Vasthouden aan een lobby gericht op het gesloten houden van de grenzen is in onze ogen een zinloze bezigheid. Daarom geven wij er de voorkeur aan om goed beslagen ten ijs te komen voor het moment dat die Europese grenzen wel open gaan en wij moeten concurreren met operators met veel hoger prijzengeld dan wij kunnen en willen aanbieden. Hoe en wat daar voor nodig is, dat is nou precies waar we graag gezamenlijk een discussie over voeren. In onze eerdere brief stellen wij al dat de Nationale Postcode Loterij, de Sponsor Loterij en de BankGiro Loterij de aandacht voor goede doelen in de discussie rondom liberalisering verwelkomen. Echter, één ding moeten we helder voor ogen houden: het voorkomen van gokverslaving, fraude, witwassen en bescherming van de consument zijn rechtvaardigheidsgronden op basis waarvan het weren van buitenlandse operators gelegitimeerd is. Het werven van inkomsten voor de staat en/of goede doelen is nadrukkelijk geen rechtvaardigheidsgrond om de grenzen gesloten te houden, hetgeen reeds ettelijke malen door het Europese Hof van Justitie is bevestigd. Je kunt je afvragen of je met het gebruiken van een dergelijk argument de voorstanders van liberalisering dan niet onbewust en ongewild een belangrijke troef in handen speelt.

 


Wij willen nogmaals het belang benadrukken van een onderscheid tussen afdrachten aan de staat (staatskas) en afdrachten die rechtstreeks zonder politieke bemoeienis aan goede doelen worden afgedragen. Het is inderdaad zo dat er verschillende systemen bestaan voor verdeling van loterijgelden in de lidstaten van de Europese Unie. In sommige lidstaten verdeelt de staat de opbrengsten over verschillende goede doelen of ontvangen goede doelen rechtstreeks van loterijen afdrachten. In andere landen komen de opbrengsten echter nooit verder dan de staatskas, een klein percentage (1 tot 5%) voor de sport daar gelaten. Door al deze afdrachten op één hoop te gooien verteken je het beeld met betrekking tot de opbrengsten voor goede doelen. Waarom Veenstra tot de conclusie komt dat wij tegen staatstoezicht zijn begrijpen we niet. Dat de staat juridische kaders stelt voor de wijze waarop wij het geld ophalen is wat ons betreft niet meer dan logisch. Er is echter één terrein waar de staat zich in onze ogen ver van moet houden, en dat is bemoeienis met de verdeling van de gelden. Wij willen nadrukkelijk geen verkapte belastingophalers zijn. Het Nederlandse systeem voldoet op dat vlak dan ook volledig aan deze voorwaarde.

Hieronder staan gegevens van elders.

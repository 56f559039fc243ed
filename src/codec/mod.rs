//! Tracking token codec.
//!
//! A token is URL-safe base64 (with padding) of either the compact JSON
//! serialization of a [`TrackingPayload`], or, when a [`TokenCipher`] is
//! supplied, of the sealed blob produced from that JSON.
//!
//! Decoding accepts tokens with or without trailing `=` padding.

pub mod cipher;

use base64::{
    Engine as _, alphabet,
    engine::{DecodePaddingMode, GeneralPurpose, GeneralPurposeConfig},
};
use tracing::debug;

use crate::domain::TrackingPayload;
use crate::error::{DecodingError, TrackingError};

pub use cipher::{FernetCipher, TokenCipher};

/// URL-safe alphabet, padded on encode, padding-indifferent on decode.
pub const TOKEN_ENGINE: GeneralPurpose = GeneralPurpose::new(
    &alphabet::URL_SAFE,
    GeneralPurposeConfig::new()
        .with_encode_padding(true)
        .with_decode_padding_mode(DecodePaddingMode::Indifferent),
);

/// Encodes a payload into a token.
///
/// # Errors
///
/// Returns [`TrackingError::Encoding`] if the payload is inconsistent
/// (click without destination) or sealing fails.
pub fn encode(
    payload: &TrackingPayload,
    cipher: Option<&dyn TokenCipher>,
) -> Result<String, TrackingError> {
    payload
        .validate()
        .map_err(|e| TrackingError::encoding(e.to_string()))?;

    let serialized = serde_json::to_vec(payload)?;
    let bytes = match cipher {
        Some(cipher) => cipher.seal(&serialized)?,
        None => serialized,
    };

    debug!(
        encrypted = cipher.is_some(),
        is_click = payload.is_click,
        len = bytes.len(),
        "Encoded tracking payload"
    );

    Ok(TOKEN_ENGINE.encode(bytes))
}

/// Decodes a token back into a payload.
///
/// `max_age` is only enforced when a cipher is supplied, since plain tokens
/// carry no timestamp.
///
/// # Errors
///
/// Returns [`TrackingError::Decoding`] for bad base64, a failed
/// authentication or age check, unparsable JSON, or an inconsistent payload.
pub fn decode(
    token: &str,
    cipher: Option<&dyn TokenCipher>,
    max_age: Option<u64>,
) -> Result<TrackingPayload, TrackingError> {
    let bytes = TOKEN_ENGINE
        .decode(token)
        .map_err(|e| DecodingError::malformed(format!("invalid base64: {e}")))?;

    let serialized = match cipher {
        Some(cipher) => cipher.open(&bytes, max_age)?,
        None => bytes,
    };

    let payload: TrackingPayload = serde_json::from_slice(&serialized)
        .map_err(|e| DecodingError::malformed(format!("invalid payload: {e}")))?;
    payload.validate()?;

    Ok(payload)
}
//! Eligibility rules for rewriting a link into a click-tracking link.

/// Schemes (and the protocol-relative prefix) eligible for click tracking.
const TRACKABLE_PREFIXES: &[&str] = &["http://", "https://", "//"];

/// Reason a link is left untouched.
#[derive(Debug, Clone, Copy, PartialEq, Eq)]
pub enum SkipReason {
    Empty,
    Fragment,
    UnsupportedScheme,
    AlreadyTracked,
}

/// Decides whether `link` should be rewritten.
///
/// # Rules
///
/// - Empty values and fragment-only references (`#top`) are skipped
/// - Only `http://`, `https://` and protocol-relative `//` links are
///   tracked; `mailto:`, `tel:`, `javascript:`, relative paths etc. are not
/// - Links already starting with `base_click_tracking_url` are skipped so
///   that adapting twice never double-wraps
///
/// Scheme matching is case-insensitive; surrounding whitespace is ignored.
pub fn check_link(link: &str, base_click_tracking_url: Option<&str>) -> Result<(), SkipReason> {
    let link = link.trim();

    if link.is_empty() {
        return Err(SkipReason::Empty);
    }
    if link.starts_with('#') {
        return Err(SkipReason::Fragment);
    }

    let has_trackable_scheme = TRACKABLE_PREFIXES.iter().any(|prefix| {
        link.get(..prefix.len())
            .is_some_and(|head| head.eq_ignore_ascii_case(prefix))
    });
    if !has_trackable_scheme {
        return Err(SkipReason::UnsupportedScheme);
    }

    if let Some(base) = base_click_tracking_url
        && !base.is_empty()
        && link.starts_with(base)
    {
        return Err(SkipReason::AlreadyTracked);
    }

    Ok(())
}

pub fn is_trackable_link(link: &str, base_click_tracking_url: Option<&str>) -> bool {
    check_link(link, base_click_tracking_url).is_ok()
}
//! Link generation and decoding driven by a [`Configuration`].
//!
//! Generation flow: caller metadata -> [`TrackingPayload`] -> token -> full
//! link under the configured base URL. Decoding flow: link or request path
//! -> token -> [`TrackingResult`].

use chrono::Utc;
use tracing::{debug, warn};

use crate::codec;
use crate::config::Configuration;
use crate::domain::{Metadata, RequestData, TrackingPayload, TrackingResult, merge_metadata};
use crate::error::{DecodingError, TrackingError};
use crate::utils::{build_url, strip_base_url, token_from_path};

/// Metadata to embed in a token: configured defaults (when embedded) with
/// `extra` merged on top.
pub fn embedded_metadata(extra: Option<&Metadata>, config: &Configuration) -> Metadata {
    if config.include_default_metadata() {
        merge_metadata(config.default_metadata(), extra)
    } else {
        extra.cloned().unwrap_or_default()
    }
}

pub fn open_payload(extra: Option<&Metadata>, config: &Configuration) -> TrackingPayload {
    TrackingPayload::open(embedded_metadata(extra, config))
        .with_webhook_url(config.embedded_webhook_url())
}

pub fn click_payload(
    url_to_track: &str,
    extra: Option<&Metadata>,
    config: &Configuration,
) -> TrackingPayload {
    TrackingPayload::click(url_to_track, embedded_metadata(extra, config))
        .with_webhook_url(config.embedded_webhook_url())
}

/// Encodes a payload with the configured cipher, if any.
///
/// # Errors
///
/// See [`codec::encode`].
pub fn encode_payload(
    payload: &TrackingPayload,
    config: &Configuration,
) -> Result<String, TrackingError> {
    codec::encode(payload, config.cipher())
}

/// Decodes a bare token into a [`TrackingResult`] stamped with the current
/// time.
///
/// When defaults are not embedded they are merged under the decoded
/// metadata here. A token without an embedded webhook URL reports the
/// configured one, unless embedding is enabled.
///
/// # Errors
///
/// Returns [`TrackingError::Decoding`] if the token is malformed, tampered
/// with, or expired.
pub fn decode_token(token: &str, config: &Configuration) -> Result<TrackingResult, TrackingError> {
    let timestamp = Utc::now().timestamp();

    let mut payload = codec::decode(token, config.cipher(), config.max_token_age())
        .inspect_err(|e| warn!("Rejected tracking token: {}", e))?;

    if !config.include_default_metadata() {
        payload.metadata = merge_metadata(config.default_metadata(), Some(&payload.metadata));
    }
    if payload.webhook_url.is_none() && !config.include_webhook_url() {
        payload.webhook_url = config.webhook_url().map(str::to_owned);
    }

    debug!(is_click = payload.is_click, "Decoded tracking token");

    Ok(TrackingResult::from_payload(payload, timestamp))
}

/// Builds an open-tracking (pixel) link.
///
/// # Errors
///
/// Returns [`TrackingError::Configuration`] if `base_open_tracking_url` is
/// not set, or an encoding error from the codec.
///
/// # Examples
///
/// ```ignore
/// let config = Configuration::builder()
///     .base_open_tracking_url("https://trackingdomain.com/path/")
///     .build()?;
/// let url = get_open_tracking_url(Some(&metadata_from(&json!({"customer_id": 1}))?), &config)?;
/// ```
pub fn get_open_tracking_url(
    metadata: Option<&Metadata>,
    config: &Configuration,
) -> Result<String, TrackingError> {
    let base_url = config.require_open_base_url()?;
    let token = encode_payload(&open_payload(metadata, config), config)?;
    Ok(build_url(base_url, &token, config.append_slash()))
}

/// Builds a click-tracking link redirecting to `url_to_track`.
///
/// # Errors
///
/// Returns [`TrackingError::Configuration`] if `base_click_tracking_url` is
/// not set, or an encoding error from the codec.
pub fn get_click_tracking_url(
    url_to_track: &str,
    metadata: Option<&Metadata>,
    config: &Configuration,
) -> Result<String, TrackingError> {
    let base_url = config.require_click_base_url()?;
    let token = encode_payload(&click_payload(url_to_track, metadata, config), config)?;
    Ok(build_url(base_url, &token, config.append_slash()))
}

/// Decodes an open-tracking link.
///
/// `encoded` may be the full link (when it starts with the configured base
/// URL), a request path, or the bare token.
///
/// # Errors
///
/// See [`decode_token`].
pub fn get_open_tracking_result(
    encoded: &str,
    request_data: Option<RequestData>,
    config: &Configuration,
) -> Result<TrackingResult, TrackingError> {
    let path = config
        .base_open_tracking_url()
        .and_then(|base| strip_base_url(encoded, base))
        .unwrap_or(encoded);

    decode_token(token_from_path(path), config).map(|r| r.with_request_data(request_data))
}

/// Decodes a click-tracking link. See [`get_open_tracking_result`].
///
/// # Errors
///
/// See [`decode_token`].
pub fn get_click_tracking_result(
    encoded: &str,
    request_data: Option<RequestData>,
    config: &Configuration,
) -> Result<TrackingResult, TrackingError> {
    let path = config
        .base_click_tracking_url()
        .and_then(|base| strip_base_url(encoded, base))
        .unwrap_or(encoded);

    decode_token(token_from_path(path), config).map(|r| r.with_request_data(request_data))
}

/// Returns the encoded part of a full open-tracking link.
///
/// # Errors
///
/// Returns [`TrackingError::Configuration`] if no base URL is configured and
/// [`TrackingError::Decoding`] if `url` does not start with it.
pub fn get_open_tracking_url_path<'a>(
    url: &'a str,
    config: &Configuration,
) -> Result<&'a str, TrackingError> {
    let base_url = config.require_open_base_url()?;
    strip_base_url(url, base_url).ok_or_else(|| {
        DecodingError::malformed("link does not start with base_open_tracking_url").into()
    })
}

/// Returns the encoded part of a full click-tracking link.
///
/// # Errors
///
/// Returns [`TrackingError::Configuration`] if no base URL is configured and
/// [`TrackingError::Decoding`] if `url` does not start with it.
pub fn get_click_tracking_url_path<'a>(
    url: &'a str,
    config: &Configuration,
) -> Result<&'a str, TrackingError> {
    let base_url = config.require_click_base_url()?;
    strip_base_url(url, base_url).ok_or_else(|| {
        DecodingError::malformed("link does not start with base_click_tracking_url").into()
    })
}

Tot slot een opmerking over de aannames in het rapport: bij diverse berekeningen in het voorliggende rapport ontbreken gegevens uit Italië (één van de grootste kansspelmarkten in Europa) en Malta (van waaruit veel private aanbieders opereren). Het meest in het oog springend is echter de omvang van de Nederlandse kansspelmarkt. Die wordt in het onderzoek becijferd op ruim 10 miljard euro. Dit bedrag geeft de totale verkoop aan, maar het is niet duidelijk op welke cijfers dit is gebaseerd. Zo is de omzet van loterijen goed te bepalen aan de hand van het aantal verkochte loten. Het College van Toezicht berekende de bruto omzet van alle Nederlandse loterijen in 2005 op circa € 1,6 miljard. Bij casino's en speelautomaten ligt het echter gecompliceerder om de bruto omzet te bepalen: hier ontstaan allerlei dubbeltellingen, doordat een bedrag meerdere keren ingezet kan worden. Waarom gaan we niet uit van de omzet minus het prijzengeld van de verschillende operators, een methode die ook gehanteerd wordt door het onafhankelijke College van Toezicht op de Kansspelen en het Swiss Institute of Comparative Law?

 


Wij gaan er vanuit dat de Nationale Goede Doelen Loterijen en De Lotto uiteindelijk hetzelfde doel voor ogen hebben: zoveel mogelijk fondsen werven voor goede doelen. Laten we ons daar dan gezamenlijk op richten en kijken hoe we ervoor kunnen zorgen dat ook wanneer de Europese grenzen open gaan wij goed beslagen ten ijs komen.